Stored data
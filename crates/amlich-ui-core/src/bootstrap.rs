//! The composed page controller.
//!
//! One instance owns the whole
//! behavioral surface; the event
//! layer forwards raw events into
//! these methods and wires the
//! nodes the boot pass hands back.

use tracing::info;

use crate::config::{
  BootSettings,
  BootstrapConfig
};
use crate::dom::Dom;
use crate::lifecycle;
use crate::messages::Messages;
use crate::nav;
use crate::notify::{
  self,
  Banner,
  NoticeKind
};
use crate::schedule::Scheduler;
use crate::shortcuts::{
  self,
  KeyInput,
  KeyOutcome
};
use crate::theme;
use crate::tooltip;

/// Nodes the boot pass discovered
/// that still need event listeners.
pub struct BootWiring<N> {
  pub theme_toggle: Option<N>,
  pub tooltip_anchors: Vec<N>
}

pub struct UiBootstrap<D, S> {
  dom:       D,
  scheduler: S,
  config:    BootstrapConfig,
  messages:  Messages
}

impl<D, S> UiBootstrap<D, S>
where
  D: Dom + 'static,
  S: Scheduler
{
  pub fn new(
    dom: D,
    scheduler: S,
    settings: BootSettings
  ) -> Self {
    Self {
      dom,
      scheduler,
      config: settings.config,
      messages: settings.messages
    }
  }

  pub fn config(
    &self
  ) -> &BootstrapConfig {
    &self.config
  }

  /// One-time startup pass: theme,
  /// navigation, first tooltip
  /// sweep.
  pub fn boot(
    &self
  ) -> BootWiring<D::Node> {
    let theme_toggle =
      theme::initialize(
        &self.dom,
        &self.config
      );
    nav::highlight(
      &self.dom,
      &self.config
    );
    let tooltip_anchors =
      tooltip::install(
        &self.dom,
        &self.config
      );
    info!(
      "calendar page bootstrap \
       initialized"
    );
    BootWiring {
      theme_toggle,
      tooltip_anchors
    }
  }

  pub fn toggle_theme(&self) {
    theme::toggle(
      &self.dom,
      &self.config
    );
  }

  pub fn handle_key(
    &self,
    input: &KeyInput
  ) -> KeyOutcome {
    shortcuts::dispatch(
      &self.dom,
      &self.config,
      input
    )
  }

  pub fn tooltip_enter(
    &self,
    anchor: &D::Node
  ) {
    tooltip::show(
      &self.dom,
      &self.config,
      anchor
    );
  }

  pub fn tooltip_leave(&self) {
    tooltip::hide(
      &self.dom,
      &self.config
    );
  }

  pub fn request_started(&self) {
    lifecycle::request_started(
      &self.dom,
      &self.config
    );
  }

  pub fn request_finished(&self) {
    lifecycle::request_finished(
      &self.dom,
      &self.config
    );
  }

  /// Header injected into every
  /// partial-page request.
  pub fn request_header(
    &self
  ) -> (&str, &str) {
    (
      self
        .config
        .request_header_name
        .as_str(),
      self
        .config
        .request_header_value
        .as_str()
    )
  }

  /// Returns tooltip anchors the
  /// swapped-in markup introduced;
  /// the caller wires them.
  pub fn content_swapped(
    &self,
    target: Option<&D::Node>
  ) -> Vec<D::Node> {
    lifecycle::content_swapped(
      &self.dom,
      &self.config,
      target
    )
  }

  pub fn response_error(
    &self
  ) -> Banner<D::Node> {
    self.notify(
      &self.messages.response_error,
      NoticeKind::Error
    )
  }

  pub fn send_error(
    &self
  ) -> Banner<D::Node> {
    self.notify(
      &self.messages.send_error,
      NoticeKind::Error
    )
  }

  pub fn notify(
    &self,
    message: &str,
    kind: NoticeKind
  ) -> Banner<D::Node> {
    notify::show(
      &self.dom,
      &self.scheduler,
      &self.config,
      message,
      kind
    )
  }

  pub fn dismiss(
    &self,
    banner: &Banner<D::Node>
  ) {
    self.dom.remove(&banner.root);
  }
}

**Assigned task:** Count the lines of the records that include the word "BootWiring", please, and report the number alone.

**Exercise result:** 3